Stored data entries –
.....

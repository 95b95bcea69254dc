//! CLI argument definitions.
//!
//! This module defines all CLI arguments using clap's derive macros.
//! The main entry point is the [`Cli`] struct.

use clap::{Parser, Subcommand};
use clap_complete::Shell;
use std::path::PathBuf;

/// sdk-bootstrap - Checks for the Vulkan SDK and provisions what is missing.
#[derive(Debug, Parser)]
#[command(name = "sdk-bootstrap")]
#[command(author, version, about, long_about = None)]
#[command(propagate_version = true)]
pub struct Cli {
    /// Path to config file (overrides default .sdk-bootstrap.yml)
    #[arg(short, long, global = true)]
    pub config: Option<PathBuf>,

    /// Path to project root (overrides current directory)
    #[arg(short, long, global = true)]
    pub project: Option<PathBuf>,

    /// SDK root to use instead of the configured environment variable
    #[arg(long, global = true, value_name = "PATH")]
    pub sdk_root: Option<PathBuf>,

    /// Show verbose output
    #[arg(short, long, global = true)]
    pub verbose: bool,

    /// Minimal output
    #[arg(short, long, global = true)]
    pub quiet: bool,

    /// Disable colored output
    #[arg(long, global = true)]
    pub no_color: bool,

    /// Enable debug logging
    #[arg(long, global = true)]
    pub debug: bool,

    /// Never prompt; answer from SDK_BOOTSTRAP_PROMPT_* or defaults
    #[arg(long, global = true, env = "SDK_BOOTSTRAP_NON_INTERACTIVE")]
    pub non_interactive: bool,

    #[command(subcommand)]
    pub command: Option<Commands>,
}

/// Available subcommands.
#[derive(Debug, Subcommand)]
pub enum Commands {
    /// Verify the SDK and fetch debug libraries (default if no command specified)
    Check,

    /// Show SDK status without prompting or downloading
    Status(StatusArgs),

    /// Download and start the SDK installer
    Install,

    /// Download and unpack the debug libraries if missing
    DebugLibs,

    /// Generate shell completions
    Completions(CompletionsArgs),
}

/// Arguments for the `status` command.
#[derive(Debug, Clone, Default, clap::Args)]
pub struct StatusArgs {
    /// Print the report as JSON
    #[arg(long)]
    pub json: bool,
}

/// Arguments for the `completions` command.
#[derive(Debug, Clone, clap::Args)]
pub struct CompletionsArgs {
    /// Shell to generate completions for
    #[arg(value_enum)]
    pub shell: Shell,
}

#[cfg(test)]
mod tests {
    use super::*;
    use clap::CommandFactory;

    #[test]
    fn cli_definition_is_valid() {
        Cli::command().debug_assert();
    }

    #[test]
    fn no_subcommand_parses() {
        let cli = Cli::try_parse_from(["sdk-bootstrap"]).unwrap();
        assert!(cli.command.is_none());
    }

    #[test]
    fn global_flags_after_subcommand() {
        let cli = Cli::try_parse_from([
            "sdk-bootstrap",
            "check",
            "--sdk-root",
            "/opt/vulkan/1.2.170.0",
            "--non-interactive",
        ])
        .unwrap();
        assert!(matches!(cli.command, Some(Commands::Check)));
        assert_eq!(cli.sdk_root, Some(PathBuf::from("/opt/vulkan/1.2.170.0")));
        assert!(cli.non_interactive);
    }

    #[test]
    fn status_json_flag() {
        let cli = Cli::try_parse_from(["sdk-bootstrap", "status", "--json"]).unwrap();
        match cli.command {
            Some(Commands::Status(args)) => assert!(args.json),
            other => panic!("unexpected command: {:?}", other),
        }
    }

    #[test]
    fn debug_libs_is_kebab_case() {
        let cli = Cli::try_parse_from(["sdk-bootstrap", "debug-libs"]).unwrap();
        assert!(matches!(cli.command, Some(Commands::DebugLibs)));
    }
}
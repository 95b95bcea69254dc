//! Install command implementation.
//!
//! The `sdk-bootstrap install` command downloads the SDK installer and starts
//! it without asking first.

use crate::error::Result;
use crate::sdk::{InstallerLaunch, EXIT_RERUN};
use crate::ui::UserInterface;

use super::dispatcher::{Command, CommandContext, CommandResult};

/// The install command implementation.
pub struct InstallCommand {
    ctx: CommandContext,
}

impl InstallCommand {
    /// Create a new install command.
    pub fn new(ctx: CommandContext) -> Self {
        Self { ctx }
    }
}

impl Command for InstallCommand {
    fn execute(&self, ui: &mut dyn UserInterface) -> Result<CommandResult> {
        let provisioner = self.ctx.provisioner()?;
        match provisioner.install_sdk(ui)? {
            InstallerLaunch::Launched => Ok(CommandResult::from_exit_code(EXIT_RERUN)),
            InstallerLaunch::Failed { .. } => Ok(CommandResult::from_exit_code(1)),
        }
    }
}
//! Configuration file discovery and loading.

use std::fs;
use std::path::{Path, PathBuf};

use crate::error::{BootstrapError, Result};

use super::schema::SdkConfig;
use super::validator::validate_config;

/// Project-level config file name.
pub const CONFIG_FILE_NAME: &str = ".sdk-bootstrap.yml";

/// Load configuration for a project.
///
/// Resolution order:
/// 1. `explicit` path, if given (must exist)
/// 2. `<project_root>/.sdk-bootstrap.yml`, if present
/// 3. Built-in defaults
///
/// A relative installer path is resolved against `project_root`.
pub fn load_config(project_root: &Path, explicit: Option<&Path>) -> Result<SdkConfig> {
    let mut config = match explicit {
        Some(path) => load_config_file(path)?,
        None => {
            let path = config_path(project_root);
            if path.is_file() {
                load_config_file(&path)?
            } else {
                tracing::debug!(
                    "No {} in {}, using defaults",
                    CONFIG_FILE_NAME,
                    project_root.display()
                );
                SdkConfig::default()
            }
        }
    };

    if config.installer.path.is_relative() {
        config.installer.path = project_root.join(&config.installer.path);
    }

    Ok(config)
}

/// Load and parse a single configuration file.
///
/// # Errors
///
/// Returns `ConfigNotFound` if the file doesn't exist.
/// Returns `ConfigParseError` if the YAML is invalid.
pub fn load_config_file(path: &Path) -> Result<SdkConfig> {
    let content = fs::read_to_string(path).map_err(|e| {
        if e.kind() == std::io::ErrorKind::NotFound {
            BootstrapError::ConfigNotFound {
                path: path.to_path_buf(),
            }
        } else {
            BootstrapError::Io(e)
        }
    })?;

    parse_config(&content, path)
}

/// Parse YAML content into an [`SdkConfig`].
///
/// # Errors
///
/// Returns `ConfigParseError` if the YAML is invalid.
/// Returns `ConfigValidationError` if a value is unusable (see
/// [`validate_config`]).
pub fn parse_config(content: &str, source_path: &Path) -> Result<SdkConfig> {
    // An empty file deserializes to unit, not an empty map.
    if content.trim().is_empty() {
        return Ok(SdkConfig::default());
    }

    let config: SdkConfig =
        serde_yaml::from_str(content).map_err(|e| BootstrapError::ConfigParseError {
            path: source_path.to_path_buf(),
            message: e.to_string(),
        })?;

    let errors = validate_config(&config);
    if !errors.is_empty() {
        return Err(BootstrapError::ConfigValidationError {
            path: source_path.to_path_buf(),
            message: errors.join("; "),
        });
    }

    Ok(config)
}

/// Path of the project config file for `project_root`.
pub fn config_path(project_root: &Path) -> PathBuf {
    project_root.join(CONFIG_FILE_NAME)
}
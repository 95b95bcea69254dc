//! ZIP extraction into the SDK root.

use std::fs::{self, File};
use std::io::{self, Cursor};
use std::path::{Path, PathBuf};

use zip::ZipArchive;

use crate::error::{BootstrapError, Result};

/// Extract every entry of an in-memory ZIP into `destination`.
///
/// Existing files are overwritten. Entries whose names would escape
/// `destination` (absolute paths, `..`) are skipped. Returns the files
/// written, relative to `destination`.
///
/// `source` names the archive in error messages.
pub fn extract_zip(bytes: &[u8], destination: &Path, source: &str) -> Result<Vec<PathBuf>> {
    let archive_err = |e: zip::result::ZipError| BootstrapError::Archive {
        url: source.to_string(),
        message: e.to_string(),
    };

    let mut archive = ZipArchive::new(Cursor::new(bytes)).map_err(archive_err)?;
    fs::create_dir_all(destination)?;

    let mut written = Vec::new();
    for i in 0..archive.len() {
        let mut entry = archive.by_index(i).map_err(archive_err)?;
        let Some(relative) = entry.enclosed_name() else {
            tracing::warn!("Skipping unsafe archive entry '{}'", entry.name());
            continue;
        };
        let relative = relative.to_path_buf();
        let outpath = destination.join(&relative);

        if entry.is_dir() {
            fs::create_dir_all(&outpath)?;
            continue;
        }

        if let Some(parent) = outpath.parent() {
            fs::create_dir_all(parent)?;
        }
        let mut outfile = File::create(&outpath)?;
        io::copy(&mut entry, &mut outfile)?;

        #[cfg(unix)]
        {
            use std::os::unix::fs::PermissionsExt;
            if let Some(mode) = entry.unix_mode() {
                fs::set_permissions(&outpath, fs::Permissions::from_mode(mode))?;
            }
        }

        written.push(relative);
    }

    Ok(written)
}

.....

Work required –
Pick out every line above that contains the word "outpath" and copy it.

Output of the exercise –
        let outpath = destination.join(&relative);
            fs::create_dir_all(&outpath)?;
        if let Some(parent) = outpath.parent() {
        let mut outfile = File::create(&outpath)?;
                fs::set_permissions(&outpath, fs::Permissions::from_mode(mode))?;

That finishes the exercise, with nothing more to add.